▶ _PROBLEM_: Lines with "PrescriptionBrand": copy each one from the listing below.

══ INFORMATION SUPPLIED

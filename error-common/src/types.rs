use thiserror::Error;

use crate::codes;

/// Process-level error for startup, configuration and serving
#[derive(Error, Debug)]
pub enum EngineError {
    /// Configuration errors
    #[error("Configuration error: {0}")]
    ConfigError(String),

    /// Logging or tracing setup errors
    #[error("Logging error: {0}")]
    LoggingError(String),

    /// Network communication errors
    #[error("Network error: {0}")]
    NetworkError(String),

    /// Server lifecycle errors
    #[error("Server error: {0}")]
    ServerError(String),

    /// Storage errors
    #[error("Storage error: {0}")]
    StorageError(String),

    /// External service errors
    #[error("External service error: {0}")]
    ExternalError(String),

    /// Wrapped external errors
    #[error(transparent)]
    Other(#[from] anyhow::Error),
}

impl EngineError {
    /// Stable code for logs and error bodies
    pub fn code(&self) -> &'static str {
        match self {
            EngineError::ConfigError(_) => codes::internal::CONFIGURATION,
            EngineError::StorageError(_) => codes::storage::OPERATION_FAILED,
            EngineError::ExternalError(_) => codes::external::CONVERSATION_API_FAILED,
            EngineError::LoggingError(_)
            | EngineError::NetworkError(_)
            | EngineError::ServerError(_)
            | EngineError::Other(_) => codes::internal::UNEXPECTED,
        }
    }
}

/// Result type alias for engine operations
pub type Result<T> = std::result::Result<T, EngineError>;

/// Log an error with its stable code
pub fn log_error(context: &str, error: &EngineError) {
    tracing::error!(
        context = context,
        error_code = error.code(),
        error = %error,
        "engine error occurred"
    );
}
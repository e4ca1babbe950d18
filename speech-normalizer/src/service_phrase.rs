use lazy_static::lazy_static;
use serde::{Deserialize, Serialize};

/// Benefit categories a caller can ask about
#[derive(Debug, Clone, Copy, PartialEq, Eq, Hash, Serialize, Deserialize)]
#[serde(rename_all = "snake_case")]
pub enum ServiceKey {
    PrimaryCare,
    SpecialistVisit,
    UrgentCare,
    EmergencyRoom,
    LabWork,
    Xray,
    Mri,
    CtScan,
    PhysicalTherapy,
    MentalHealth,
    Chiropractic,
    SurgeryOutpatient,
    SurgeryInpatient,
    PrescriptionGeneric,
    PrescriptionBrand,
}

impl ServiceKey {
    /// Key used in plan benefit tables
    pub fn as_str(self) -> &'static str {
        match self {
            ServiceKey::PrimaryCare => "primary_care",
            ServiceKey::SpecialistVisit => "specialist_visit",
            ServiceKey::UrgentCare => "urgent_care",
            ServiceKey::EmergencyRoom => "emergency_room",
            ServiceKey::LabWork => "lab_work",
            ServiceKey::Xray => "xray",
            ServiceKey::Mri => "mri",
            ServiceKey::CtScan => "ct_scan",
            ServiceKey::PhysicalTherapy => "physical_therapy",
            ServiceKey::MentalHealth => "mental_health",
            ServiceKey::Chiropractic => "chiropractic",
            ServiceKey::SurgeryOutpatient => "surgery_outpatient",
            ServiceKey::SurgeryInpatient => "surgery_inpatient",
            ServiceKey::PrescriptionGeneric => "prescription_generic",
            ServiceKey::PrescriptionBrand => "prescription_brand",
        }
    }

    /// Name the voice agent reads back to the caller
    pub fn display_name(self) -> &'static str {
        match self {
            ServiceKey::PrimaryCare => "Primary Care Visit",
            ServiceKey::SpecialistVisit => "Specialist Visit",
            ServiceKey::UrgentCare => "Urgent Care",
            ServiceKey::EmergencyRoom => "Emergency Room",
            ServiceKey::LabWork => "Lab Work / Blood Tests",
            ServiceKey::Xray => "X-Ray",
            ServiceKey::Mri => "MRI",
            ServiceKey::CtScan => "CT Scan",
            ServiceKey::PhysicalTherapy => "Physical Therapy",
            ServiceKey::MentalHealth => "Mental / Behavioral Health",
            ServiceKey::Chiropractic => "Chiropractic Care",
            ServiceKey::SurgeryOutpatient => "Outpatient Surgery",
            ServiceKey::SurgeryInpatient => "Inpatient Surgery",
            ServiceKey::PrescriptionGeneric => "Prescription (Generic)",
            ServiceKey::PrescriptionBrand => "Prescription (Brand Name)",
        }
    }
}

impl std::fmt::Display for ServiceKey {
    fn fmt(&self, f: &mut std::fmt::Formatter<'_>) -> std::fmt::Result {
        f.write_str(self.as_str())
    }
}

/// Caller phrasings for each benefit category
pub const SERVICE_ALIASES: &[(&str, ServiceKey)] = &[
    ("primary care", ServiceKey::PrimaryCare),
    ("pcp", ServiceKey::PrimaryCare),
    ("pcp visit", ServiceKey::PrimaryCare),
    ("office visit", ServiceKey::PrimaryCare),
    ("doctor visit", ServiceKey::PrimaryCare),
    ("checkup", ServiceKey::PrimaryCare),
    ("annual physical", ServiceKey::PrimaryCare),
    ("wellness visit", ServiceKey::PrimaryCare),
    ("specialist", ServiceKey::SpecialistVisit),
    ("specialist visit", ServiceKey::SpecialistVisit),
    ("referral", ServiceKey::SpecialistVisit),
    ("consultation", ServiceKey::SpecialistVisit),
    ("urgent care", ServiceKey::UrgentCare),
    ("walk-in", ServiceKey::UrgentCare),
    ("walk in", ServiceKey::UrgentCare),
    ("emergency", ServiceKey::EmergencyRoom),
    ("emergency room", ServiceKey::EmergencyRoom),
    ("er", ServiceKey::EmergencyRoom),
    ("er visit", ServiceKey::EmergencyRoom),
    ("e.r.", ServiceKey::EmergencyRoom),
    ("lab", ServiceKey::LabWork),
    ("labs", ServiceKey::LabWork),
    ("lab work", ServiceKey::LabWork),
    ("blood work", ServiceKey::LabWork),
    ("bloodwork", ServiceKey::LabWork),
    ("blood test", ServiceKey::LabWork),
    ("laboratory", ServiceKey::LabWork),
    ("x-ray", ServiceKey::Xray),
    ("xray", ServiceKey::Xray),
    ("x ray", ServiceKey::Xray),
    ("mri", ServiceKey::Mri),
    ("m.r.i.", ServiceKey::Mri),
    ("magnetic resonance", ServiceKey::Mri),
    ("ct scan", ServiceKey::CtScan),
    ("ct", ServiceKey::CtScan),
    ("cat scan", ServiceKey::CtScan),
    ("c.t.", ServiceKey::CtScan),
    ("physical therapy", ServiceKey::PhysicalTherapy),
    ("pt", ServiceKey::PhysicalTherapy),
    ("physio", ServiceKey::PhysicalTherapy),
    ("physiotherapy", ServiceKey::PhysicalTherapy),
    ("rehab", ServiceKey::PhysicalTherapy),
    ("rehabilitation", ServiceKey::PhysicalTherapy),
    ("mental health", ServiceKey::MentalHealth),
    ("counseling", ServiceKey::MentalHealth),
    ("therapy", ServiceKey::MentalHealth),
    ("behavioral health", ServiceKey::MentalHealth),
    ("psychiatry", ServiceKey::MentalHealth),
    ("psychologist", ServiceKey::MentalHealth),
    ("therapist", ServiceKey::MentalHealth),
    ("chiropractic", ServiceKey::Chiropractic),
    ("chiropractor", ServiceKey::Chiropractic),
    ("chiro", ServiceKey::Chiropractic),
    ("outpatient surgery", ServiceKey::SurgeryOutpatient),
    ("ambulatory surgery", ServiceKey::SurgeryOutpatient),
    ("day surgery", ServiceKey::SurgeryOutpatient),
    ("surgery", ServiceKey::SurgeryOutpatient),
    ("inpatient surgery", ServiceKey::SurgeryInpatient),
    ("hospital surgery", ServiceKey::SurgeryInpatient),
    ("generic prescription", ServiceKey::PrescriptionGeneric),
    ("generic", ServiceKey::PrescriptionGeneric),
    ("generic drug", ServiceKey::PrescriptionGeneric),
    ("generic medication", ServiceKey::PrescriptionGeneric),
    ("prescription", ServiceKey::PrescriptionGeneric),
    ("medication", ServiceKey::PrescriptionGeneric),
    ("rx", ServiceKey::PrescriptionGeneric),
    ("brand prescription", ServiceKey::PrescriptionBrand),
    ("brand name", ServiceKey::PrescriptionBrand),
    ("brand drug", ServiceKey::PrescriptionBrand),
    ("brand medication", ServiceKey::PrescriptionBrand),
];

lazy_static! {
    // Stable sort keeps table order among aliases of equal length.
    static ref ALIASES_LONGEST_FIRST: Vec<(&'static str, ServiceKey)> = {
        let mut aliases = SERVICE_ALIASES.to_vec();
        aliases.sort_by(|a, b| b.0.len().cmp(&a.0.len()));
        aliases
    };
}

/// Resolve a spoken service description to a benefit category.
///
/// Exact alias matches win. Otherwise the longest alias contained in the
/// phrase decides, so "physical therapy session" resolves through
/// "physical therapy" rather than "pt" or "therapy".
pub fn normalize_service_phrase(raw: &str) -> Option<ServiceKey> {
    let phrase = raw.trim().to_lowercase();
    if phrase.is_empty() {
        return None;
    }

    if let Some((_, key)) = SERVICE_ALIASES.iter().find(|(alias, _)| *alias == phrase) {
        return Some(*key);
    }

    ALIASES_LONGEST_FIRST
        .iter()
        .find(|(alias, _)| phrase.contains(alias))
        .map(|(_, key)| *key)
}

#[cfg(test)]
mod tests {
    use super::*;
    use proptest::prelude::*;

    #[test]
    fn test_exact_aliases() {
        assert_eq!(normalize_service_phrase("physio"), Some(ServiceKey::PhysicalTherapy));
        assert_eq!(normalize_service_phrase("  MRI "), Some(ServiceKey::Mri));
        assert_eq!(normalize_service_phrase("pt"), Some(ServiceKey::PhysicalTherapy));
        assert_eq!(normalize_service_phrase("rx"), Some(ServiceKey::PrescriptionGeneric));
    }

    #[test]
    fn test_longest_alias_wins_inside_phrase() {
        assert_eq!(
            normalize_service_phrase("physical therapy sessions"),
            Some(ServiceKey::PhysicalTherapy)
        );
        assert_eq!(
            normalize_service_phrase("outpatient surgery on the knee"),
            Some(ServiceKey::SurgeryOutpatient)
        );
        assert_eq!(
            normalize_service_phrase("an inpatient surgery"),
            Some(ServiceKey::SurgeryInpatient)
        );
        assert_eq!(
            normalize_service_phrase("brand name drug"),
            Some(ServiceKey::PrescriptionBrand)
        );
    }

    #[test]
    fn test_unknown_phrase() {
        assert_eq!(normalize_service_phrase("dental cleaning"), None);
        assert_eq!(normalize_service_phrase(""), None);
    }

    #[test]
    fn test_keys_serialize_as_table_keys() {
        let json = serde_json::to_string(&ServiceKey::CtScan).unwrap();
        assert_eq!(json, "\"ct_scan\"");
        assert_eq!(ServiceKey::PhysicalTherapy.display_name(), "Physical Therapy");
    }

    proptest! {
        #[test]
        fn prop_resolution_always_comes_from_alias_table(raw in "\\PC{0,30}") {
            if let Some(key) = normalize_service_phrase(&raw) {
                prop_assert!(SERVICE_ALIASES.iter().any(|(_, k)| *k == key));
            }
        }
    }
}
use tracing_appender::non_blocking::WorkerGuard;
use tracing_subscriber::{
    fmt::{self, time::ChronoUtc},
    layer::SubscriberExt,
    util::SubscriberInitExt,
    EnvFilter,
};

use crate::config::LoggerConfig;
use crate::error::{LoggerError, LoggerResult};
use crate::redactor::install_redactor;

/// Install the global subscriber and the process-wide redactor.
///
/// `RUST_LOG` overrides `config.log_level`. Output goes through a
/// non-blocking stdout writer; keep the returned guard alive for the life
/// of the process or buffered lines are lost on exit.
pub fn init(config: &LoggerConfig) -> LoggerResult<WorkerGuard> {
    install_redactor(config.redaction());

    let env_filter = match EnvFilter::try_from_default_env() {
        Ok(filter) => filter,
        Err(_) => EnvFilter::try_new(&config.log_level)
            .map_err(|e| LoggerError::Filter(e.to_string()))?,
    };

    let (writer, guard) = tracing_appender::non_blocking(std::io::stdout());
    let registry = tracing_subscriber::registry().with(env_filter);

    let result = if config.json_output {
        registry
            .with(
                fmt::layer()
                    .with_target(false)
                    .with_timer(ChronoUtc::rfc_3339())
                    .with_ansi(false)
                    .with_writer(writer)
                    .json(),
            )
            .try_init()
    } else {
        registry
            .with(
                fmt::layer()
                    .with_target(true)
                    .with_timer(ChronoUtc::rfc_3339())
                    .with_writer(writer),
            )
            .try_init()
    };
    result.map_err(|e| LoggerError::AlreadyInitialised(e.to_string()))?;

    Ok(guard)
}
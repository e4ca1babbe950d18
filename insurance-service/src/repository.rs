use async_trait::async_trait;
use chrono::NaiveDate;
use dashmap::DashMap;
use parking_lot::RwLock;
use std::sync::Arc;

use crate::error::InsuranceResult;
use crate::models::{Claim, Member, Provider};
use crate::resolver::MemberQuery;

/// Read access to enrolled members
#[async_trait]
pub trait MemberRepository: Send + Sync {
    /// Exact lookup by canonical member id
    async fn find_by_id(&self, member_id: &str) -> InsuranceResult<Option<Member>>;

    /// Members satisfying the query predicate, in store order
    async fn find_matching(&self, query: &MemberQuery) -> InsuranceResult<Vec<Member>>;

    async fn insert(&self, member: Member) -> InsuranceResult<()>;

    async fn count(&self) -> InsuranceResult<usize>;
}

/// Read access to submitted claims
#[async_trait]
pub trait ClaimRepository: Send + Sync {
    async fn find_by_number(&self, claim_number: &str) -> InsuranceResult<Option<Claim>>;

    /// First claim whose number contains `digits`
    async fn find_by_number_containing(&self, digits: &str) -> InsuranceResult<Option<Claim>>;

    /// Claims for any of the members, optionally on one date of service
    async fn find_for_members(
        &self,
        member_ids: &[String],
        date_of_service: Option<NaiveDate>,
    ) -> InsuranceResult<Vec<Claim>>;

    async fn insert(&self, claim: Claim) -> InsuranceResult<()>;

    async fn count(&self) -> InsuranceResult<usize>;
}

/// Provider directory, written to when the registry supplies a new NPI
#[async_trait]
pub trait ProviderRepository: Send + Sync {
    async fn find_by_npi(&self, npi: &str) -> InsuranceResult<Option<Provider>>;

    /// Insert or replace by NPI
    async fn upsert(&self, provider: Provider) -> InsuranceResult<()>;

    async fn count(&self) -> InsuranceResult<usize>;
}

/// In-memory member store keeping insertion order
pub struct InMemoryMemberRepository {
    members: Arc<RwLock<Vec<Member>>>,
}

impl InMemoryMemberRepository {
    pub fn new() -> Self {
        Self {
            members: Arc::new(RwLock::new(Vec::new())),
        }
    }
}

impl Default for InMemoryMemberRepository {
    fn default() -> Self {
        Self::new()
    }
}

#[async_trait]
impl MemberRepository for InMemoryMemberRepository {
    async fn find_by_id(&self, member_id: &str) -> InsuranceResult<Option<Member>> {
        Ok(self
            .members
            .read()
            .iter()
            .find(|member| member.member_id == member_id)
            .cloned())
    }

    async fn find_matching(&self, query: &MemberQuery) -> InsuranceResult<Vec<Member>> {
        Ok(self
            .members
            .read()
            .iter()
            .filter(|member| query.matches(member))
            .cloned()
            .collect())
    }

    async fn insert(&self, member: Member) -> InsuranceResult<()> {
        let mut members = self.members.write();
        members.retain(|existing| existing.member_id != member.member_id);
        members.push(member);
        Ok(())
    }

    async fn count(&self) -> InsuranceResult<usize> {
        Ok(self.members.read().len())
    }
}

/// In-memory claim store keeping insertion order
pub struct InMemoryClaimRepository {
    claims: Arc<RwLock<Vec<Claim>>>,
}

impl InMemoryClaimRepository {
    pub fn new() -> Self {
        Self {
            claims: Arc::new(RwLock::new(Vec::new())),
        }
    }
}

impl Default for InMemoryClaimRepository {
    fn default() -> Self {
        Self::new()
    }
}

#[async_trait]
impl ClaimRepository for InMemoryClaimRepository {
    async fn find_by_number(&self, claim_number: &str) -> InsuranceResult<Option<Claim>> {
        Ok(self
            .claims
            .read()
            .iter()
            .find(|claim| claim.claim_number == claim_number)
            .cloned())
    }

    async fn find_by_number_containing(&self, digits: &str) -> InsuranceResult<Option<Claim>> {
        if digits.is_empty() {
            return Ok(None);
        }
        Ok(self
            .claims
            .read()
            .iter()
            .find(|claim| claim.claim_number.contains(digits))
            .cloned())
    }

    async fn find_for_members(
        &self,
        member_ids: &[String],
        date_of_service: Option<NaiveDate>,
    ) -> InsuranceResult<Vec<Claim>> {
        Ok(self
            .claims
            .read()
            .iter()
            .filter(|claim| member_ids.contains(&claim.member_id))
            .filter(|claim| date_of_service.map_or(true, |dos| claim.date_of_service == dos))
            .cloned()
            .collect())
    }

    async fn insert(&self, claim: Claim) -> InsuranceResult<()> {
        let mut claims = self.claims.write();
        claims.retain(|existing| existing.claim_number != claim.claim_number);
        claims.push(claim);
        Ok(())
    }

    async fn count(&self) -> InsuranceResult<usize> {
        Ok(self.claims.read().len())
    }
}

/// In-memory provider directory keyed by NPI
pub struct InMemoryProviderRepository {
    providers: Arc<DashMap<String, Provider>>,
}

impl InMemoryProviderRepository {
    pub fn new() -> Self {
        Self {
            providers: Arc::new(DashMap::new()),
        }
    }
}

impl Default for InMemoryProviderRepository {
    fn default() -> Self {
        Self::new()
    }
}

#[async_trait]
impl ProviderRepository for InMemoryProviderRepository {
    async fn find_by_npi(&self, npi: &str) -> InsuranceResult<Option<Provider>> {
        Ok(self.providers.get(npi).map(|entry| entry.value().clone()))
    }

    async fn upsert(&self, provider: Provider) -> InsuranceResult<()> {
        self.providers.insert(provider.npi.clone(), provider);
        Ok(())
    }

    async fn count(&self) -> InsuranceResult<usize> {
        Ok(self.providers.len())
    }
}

════

▶ _RESULT FOR THIS EXERCISE_:
    PrescriptionBrand,
            ServiceKey::PrescriptionBrand => "prescription_brand",
            ServiceKey::PrescriptionBrand => "Prescription (Brand Name)",
    ("brand prescription", ServiceKey::PrescriptionBrand),
    ("brand name", ServiceKey::PrescriptionBrand),
    ("brand drug", ServiceKey::PrescriptionBrand),
    ("brand medication", ServiceKey::PrescriptionBrand),
            Some(ServiceKey::PrescriptionBrand)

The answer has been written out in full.